Передохнув часа два, мы отправились по кратчайшей дороге во Владимир. На Волыни в это утро забушевала весна: на деревьях лопнули почки, и их смолистый запах наполнил воздух. В безоблачном небе пели жаворонки, и солнце так припекало, что мы поснимали шинели. После бессонной ночи хотелось прилечь в шелковистой траве и забыться.
Я ехал в компании графа и его друзей, как видно, тоже богатых и знатных шляхтичей. Все они были веселы и уверены в успехе восстания. Впрочем, о восстании они не слишком много говорили, а все больше о балах и о последней охоте в Менджице — имении графа Стецкого, где, как я понял, день и ночь принимали гостей. Я не участвовал в беседе, а только слушал и думал: «Графу Стецкому хорошо живется и при российском царе. Почему же он по первому зову отчизны оставил свой веселый дом и пошел воевать?» Такое обстоятельство заставляло меня с уважением относиться к графу. Ведь он мог стать бедняком в случае неудачи восстания.
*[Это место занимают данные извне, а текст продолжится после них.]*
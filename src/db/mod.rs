pub mod diesel_pool;
pub mod redis_pool;

pub use diesel_pool::{
    check_diesel_health, create_diesel_pool, mask_connection_string, DieselDatabaseConfig,
    DieselPool,
};
pub use redis_pool::{RedisHealth, RedisPool};
// User database model.
// The session core reads id, display_name, username and password_changed_at;
// everything else belongs to the account surface.

use chrono::{DateTime, Utc};
use diesel::prelude::*;
use diesel_async::{AsyncPgConnection, RunQueryDsl};
use serde::{Deserialize, Serialize};
use uuid::Uuid;

use crate::schema::users;

/// User database model - queryable from database
#[derive(Debug, Clone, Serialize, Deserialize, Queryable, Selectable, Identifiable)]
#[diesel(table_name = users)]
#[diesel(check_for_backend(diesel::pg::Pg))]
pub struct User {
    pub id: Uuid,
    pub email: String,
    pub username: String,
    pub display_name: String,
    pub password_hash: String,
    /// Epoch millis of the last password change; 0 means never changed.
    /// Credentials issued before this instant fail sensitive-route checks.
    pub password_changed_at: i64,
    pub is_active: bool,
    pub created_at: DateTime<Utc>,
    pub updated_at: DateTime<Utc>,
}

/// New user for insertion
#[derive(Debug, Insertable)]
#[diesel(table_name = users)]
pub struct NewUser {
    pub email: String,
    pub username: String,
    pub display_name: String,
    pub password_hash: String,
}

/// Errors for user operations
#[derive(thiserror::Error, Debug)]
pub enum UserError {
    #[error("Database error: {0}")]
    Database(diesel::result::Error),

    #[error("User not found")]
    NotFound,

    #[error("Email or username already registered")]
    AlreadyExists,

    #[error("Connection pool error")]
    Pool(String),
}

impl From<diesel::result::Error> for UserError {
    fn from(e: diesel::result::Error) -> Self {
        match e {
            diesel::result::Error::NotFound => UserError::NotFound,
            diesel::result::Error::DatabaseError(
                diesel::result::DatabaseErrorKind::UniqueViolation,
                _,
            ) => UserError::AlreadyExists,
            _ => UserError::Database(e),
        }
    }
}

impl User {
    /// Find user by ID
    pub async fn find_by_id(
        conn: &mut AsyncPgConnection,
        user_id: Uuid,
    ) -> Result<Self, UserError> {
        use crate::schema::users::dsl::*;

        users
            .filter(id.eq(user_id))
            .first::<User>(conn)
            .await
            .map_err(UserError::from)
    }

    /// Find user by email (case-insensitive)
    pub async fn find_by_email(
        conn: &mut AsyncPgConnection,
        email_str: &str,
    ) -> Result<Self, UserError> {
        use crate::schema::users::dsl::*;
        use diesel::PgTextExpressionMethods;

        users
            .filter(email.ilike(email_str))
            .first::<User>(conn)
            .await
            .map_err(UserError::from)
    }

    /// Find user by username (case-insensitive)
    pub async fn find_by_username(
        conn: &mut AsyncPgConnection,
        username_str: &str,
    ) -> Result<Self, UserError> {
        use crate::schema::users::dsl::*;
        use diesel::PgTextExpressionMethods;

        users
            .filter(username.ilike(username_str))
            .first::<User>(conn)
            .await
            .map_err(UserError::from)
    }

    /// Create a new user
    pub async fn create(conn: &mut AsyncPgConnection, new_user: NewUser) -> Result<Self, UserError> {
        use crate::schema::users::dsl::*;

        diesel::insert_into(users)
            .values(&new_user)
            .get_result::<User>(conn)
            .await
            .map_err(UserError::from)
    }

    /// Replace the password hash and bump password_changed_at to now.
    /// Invalidates every access credential issued before this instant on
    /// sensitive routes.
    pub async fn update_password(
        conn: &mut AsyncPgConnection,
        user_id: Uuid,
        new_hash: &str,
        changed_at_ms: i64,
    ) -> Result<Self, UserError> {
        use crate::schema::users::dsl::*;

        diesel::update(users.filter(id.eq(user_id)))
            .set((
                password_hash.eq(new_hash),
                password_changed_at.eq(changed_at_ms),
                updated_at.eq(Utc::now()),
            ))
            .get_result::<User>(conn)
            .await
            .map_err(UserError::from)
    }

    /// Bump password_changed_at without touching the hash (admin force logout)
    pub async fn bump_password_changed_at(
        conn: &mut AsyncPgConnection,
        user_id: Uuid,
        changed_at_ms: i64,
    ) -> Result<Self, UserError> {
        use crate::schema::users::dsl::*;

        diesel::update(users.filter(id.eq(user_id)))
            .set((
                password_changed_at.eq(changed_at_ms),
                updated_at.eq(Utc::now()),
            ))
            .get_result::<User>(conn)
            .await
            .map_err(UserError::from)
    }

    /// Deactivate a user account
    pub async fn deactivate(
        conn: &mut AsyncPgConnection,
        user_id: Uuid,
    ) -> Result<Self, UserError> {
        use crate::schema::users::dsl::*;

        diesel::update(users.filter(id.eq(user_id)))
            .set((is_active.eq(false), updated_at.eq(Utc::now())))
            .get_result::<User>(conn)
            .await
            .map_err(UserError::from)
    }
}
Граф спросил, не грущу ли я, расставшись с корпусом, и я не нашел нужным солгать. Он утешал меня, говоря, что как только мы завладеем Владимиром, догоним генерала в Подолии. Владимир же занять очень важно, чтобы отвлечь внимание российского генерала Крейца, чей корпус где-то поблизости подстерегает нашего генерала.
— Уж этот мне Крейц! — сказал граф. — Вы знаете, Панове, он чистокровный поляк и свою фамилию
Кшижановский переделал на немецкий лад. Крейц — ведь тоже означает крест.
— Зачем же это ему понадобилось?
— Очевидно, чтобы никто не думал, что он в родстве с Северином Кшижановским.
Я сказал графу, что шестисот человек маловато для операции во Владимире.
— Я и сам так думаю, — отвечал Стецкий, — но по пути у нас еще немало деревень, и я надеюсь удвоить нашу дружину.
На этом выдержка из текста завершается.